In conjunction with taking MAO inhibitors, the life-threatening serotonin syndrome can occur with confusion, shaking, sweating, fever, and blood pressure drop to coma.
Recent studies have shown that citalopram’s work on bone formation and degradation cells is adversely affected, especially with long-term use. This can lead to increased fractures, or the development of osteoporosis.
Citalopram may cause dose-dependent arrhythmia (QT prolongation). Therefore, the maximum recommended dose for adults is 40 milligrams of citalopram daily, for elderly patients and those with reduced liver function, 20 milligrams daily.
What interactions does Citalopram show?
Please note that the interactions may vary depending on the drug formulation of a drug (eg tablet, syringe, ointment).
Concomitant use of citalopram and irreversible MAO inhibitors (tranylcypromine) as well as reversible selective MAO-A inhibitors (moclobemide) or MAO-B inhibitors (selegiline) may cause life-threatening serotonin syndrome with confusion, tremor, sweating, Cause fever and hypotension to coma. Therefore, citalopram must not be given in combination with these agents. Citalopram should be given no earlier than two weeks after the end of treatment with irreversible MAO inhibitors and not earlier than one day after discontinuation of moclobemide or selegiline.
Serotonin syndrome as well as increased blood pressure or constriction of the coronary arteries may also occur when citalopram is coadministered with other agents that affect the serotonin content of the blood. These include the painkiller tramadol, the triptans (for migraine) or tryptophan (used as a sleep aid).

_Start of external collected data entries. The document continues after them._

use crate::config::TextStyle;
use crate::error::{PipelineError, Result};
use crate::frame::Frame;
use crate::labels::Labels;
use crate::single::LiveStat;
use ab_glyph::{Font, FontVec, PxScale, ScaleFont};
use bbox::Detection;
use image::Rgb;
use imageproc::drawing::{draw_filled_rect_mut, draw_hollow_rect_mut, draw_text_mut, text_size};
use imageproc::rect::Rect;
use std::path::Path;

/// Label height relative to the frame height.
const LABEL_HEIGHT_RATIO: f32 = 0.03;
/// Box line width relative to the frame height.
const BOX_WIDTH_RATIO: f32 = 0.006;
/// Pixel height of the single-slot detection labels.
const STAT_TEXT_PX: f32 = 16.;
/// Pixel height of the caption at scale 1.
const CAPTION_PX: f32 = 24.;

/// Draws boxes, labels and captions onto frames.
///
/// Text needs a TrueType font; a painter without one draws boxes only.
#[derive(Default)]
pub struct Painter {
    font: Option<FontVec>,
}

impl Painter {
    pub fn new() -> Self {
        Painter { font: None }
    }

    pub fn with_font<P: AsRef<Path>>(path: P) -> Result<Self> {
        let path = path.as_ref();
        let data = std::fs::read(path).map_err(|source| PipelineError::Io {
            path: path.to_path_buf(),
            source,
        })?;
        let font = FontVec::try_from_vec(data).map_err(|_| PipelineError::Font(path.to_path_buf()))?;
        Ok(Painter { font: Some(font) })
    }

    pub fn has_font(&self) -> bool {
        self.font.is_some()
    }

    /// One pixel rectangle outline, clamped to the frame.
    pub fn draw_box(&self, frame: &mut Frame, x1: i64, y1: i64, x2: i64, y2: i64, rgb: [f32; 3]) {
        if let Some(rect) = clamped_rect(frame, x1, y1, x2, y2) {
            draw_hollow_rect_mut(frame.image_mut(), rect, Rgb(rgb));
        }
    }

    /// Nested outlines shrinking inwards, `width` pixels thick.
    pub fn draw_box_width(
        &self,
        frame: &mut Frame,
        x1: i64,
        y1: i64,
        x2: i64,
        y2: i64,
        width: i64,
        rgb: [f32; 3],
    ) {
        for i in 0..width {
            self.draw_box(frame, x1 + i, y1 + i, x2 - i, y2 - i, rgb);
        }
    }

    pub fn fill_rect(&self, frame: &mut Frame, x1: i64, y1: i64, x2: i64, y2: i64, rgb: [f32; 3]) {
        let (x1, x2) = (x1.min(x2), x1.max(x2));
        let (y1, y2) = (y1.min(y2), y1.max(y2));
        if let Some(rect) = clamped_rect(frame, x1, y1, x2, y2) {
            draw_filled_rect_mut(frame.image_mut(), rect, Rgb(rgb));
        }
    }

    /// Width and height of `text` rendered `px` pixels high.
    pub fn text_size(&self, text: &str, px: f32) -> Option<(i64, i64)> {
        let font = self.font.as_ref()?;
        let (w, h) = text_size(PxScale::from(px), font, text);
        Some((w as i64, h as i64))
    }

    fn ascent(&self, px: f32) -> i64 {
        self.font
            .as_ref()
            .map_or(0., |f| f.as_scaled(PxScale::from(px)).ascent())
            .round() as i64
    }

    /// Draw `text` with its top left corner at `(x, top)`. Returns false when
    /// no font is loaded.
    pub fn draw_text(
        &self,
        frame: &mut Frame,
        text: &str,
        x: i64,
        top: i64,
        px: f32,
        rgb: [f32; 3],
    ) -> bool {
        let font = match &self.font {
            Some(font) => font,
            None => return false,
        };
        draw_text_mut(
            frame.image_mut(),
            Rgb(rgb),
            x as i32,
            top as i32,
            PxScale::from(px),
            font,
            text,
        );
        true
    }

    /// Boxes and labels of one ring cycle.
    ///
    /// Each box is coloured by its first class above `threshold` and is
    /// `max(1, 0.6%)` of the frame height thick; the label lists every class
    /// above the threshold on a background in the box colour.
    pub fn draw_detections(
        &self,
        frame: &mut Frame,
        detections: &[Detection],
        threshold: f32,
        labels: &Labels,
    ) {
        let (w, h) = frame.dimensions();
        let width = ((h as f32 * BOX_WIDTH_RATIO) as i64).max(1);

        for det in detections {
            let class = match det.primary_class(threshold) {
                Some(class) => class,
                None => continue,
            };
            let rgb = labels.color(class);
            let (left, top, right, bottom) = det.bbox.to_pixels(w, h);
            let (left, top, right, bottom) = (left as i64, top as i64, right as i64, bottom as i64);

            self.draw_box_width(frame, left, top, right, bottom, width, rgb);

            let text = labels.join(det.classes_above(threshold));
            self.draw_label(frame, &text, left, top + width, h as f32 * LABEL_HEIGHT_RATIO, rgb);
        }
    }

    /// Label with black text on a filled `rgb` background, placed above `top`
    /// when it fits and below it otherwise.
    fn draw_label(&self, frame: &mut Frame, text: &str, left: i64, top: i64, px: f32, rgb: [f32; 3]) {
        let (tw, th) = match self.text_size(text, px) {
            Some(size) => size,
            None => return,
        };
        let top = if top - th >= 0 { top - th } else { top };
        self.fill_rect(frame, left, top, left + tw, top + th, rgb);
        self.draw_text(frame, text, left, top, px, [0., 0., 0.]);
    }

    /// Single-slot overlays: a 2 pixel box and a `"<name> NN.NN%"` tag per
    /// live stat.
    pub fn draw_stats(&self, frame: &mut Frame, stats: &[LiveStat], labels: &Labels) {
        for stat in stats {
            let rgb = labels.color(stat.class);
            let text = format!("{} {:.2}%", labels.name(stat.class), stat.probability);

            if let Some((tw, th)) = self.text_size(&text, STAT_TEXT_PX) {
                let tag_w = (tw as f32 * 1.2) as i64;
                self.fill_rect(frame, stat.left, stat.top, stat.left + tag_w, stat.top - th * 2, rgb);
                let pad = tw / text.chars().count().max(1) as i64;
                let text_top = stat.top - th * 3 / 2;
                self.draw_text(frame, &text, stat.left + pad, text_top, STAT_TEXT_PX, [0., 0., 0.]);
            }
            self.draw_box_width(frame, stat.left, stat.top, stat.right, stat.bottom, 2, rgb);
        }
    }

    /// Timing caption with its baseline at the style's position; thickness
    /// above one is drawn as horizontally offset passes.
    pub fn draw_caption(&self, frame: &mut Frame, text: &str, style: &TextStyle) {
        let px = CAPTION_PX * style.scale as f32;
        let top = style.y as i64 - self.ascent(px);
        let rgb = [
            style.color[0] as f32 / 255.,
            style.color[1] as f32 / 255.,
            style.color[2] as f32 / 255.,
        ];
        for pass in 0..style.thickness.max(1) as i64 {
            if !self.draw_text(frame, text, style.x as i64 + pass, top, px, rgb) {
                break;
            }
        }
    }
}

/// Rectangle spanning `(x1, y1)..=(x2, y2)` clamped to the frame, or `None`
/// when nothing of it is left.
fn clamped_rect(frame: &Frame, x1: i64, y1: i64, x2: i64, y2: i64) -> Option<Rect> {
    let (w, h) = (frame.width() as i64, frame.height() as i64);
    if w == 0 || h == 0 || x2 < x1 || y2 < y1 {
        return None;
    }
    let x1 = x1.clamp(0, w - 1);
    let x2 = x2.clamp(0, w - 1);
    let y1 = y1.clamp(0, h - 1);
    let y2 = y2.clamp(0, h - 1);
    Some(Rect::at(x1 as i32, y1 as i32).of_size((x2 - x1 + 1) as u32, (y2 - y1 + 1) as u32))
}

Administering pimozide and citalopram at the same time prolongs the QT interval and can lead to severe cardiac arrhythmia. The two active substances must therefore not be used simultaneously. The concomitant use of citalopram with other agents that alter the heart rhythm (QT prolongation) is also prohibited. In addition to antiarrhythmics such as quinidine and sotalol, these include antibiotics such as erythromycin and trimethoprim-sulfamethoxazole, some H1-antihistamines (for allergy), many neuroleptics, other psychotropic drugs, Parkinson’s drugs, malaria drugs and X-ray contrast media and various opioid analgesics.
The concomitant use of citalopram and St. John’s wort preparations should also be avoided because of the increased risk of side effects.

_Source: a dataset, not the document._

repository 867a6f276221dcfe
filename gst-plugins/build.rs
fn main() {
    gst_plugin_version_helper::info()
}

If the antidepressants imipramine or desipramine are given at the same time, their effects increase, so that the dose of these agents may need to be reduced by the doctor.
If beta-blockers such as metoprolol are taken at the same time, their effect is almost doubled by citalopram. Again, a dose reduction by the physician may be necessary.
In combination with anticoagulants or anticoagulants such as non-steroidal anti-inflammatory drugs, acetylsalicylic acid, ticlopidine, dipyridamole, atypical antipsychotics, phenothiazines and tricyclic antidepressants, bleeding tendency is increased.
Co-administration of lithium or tryptophan may increase the effects of citalopram.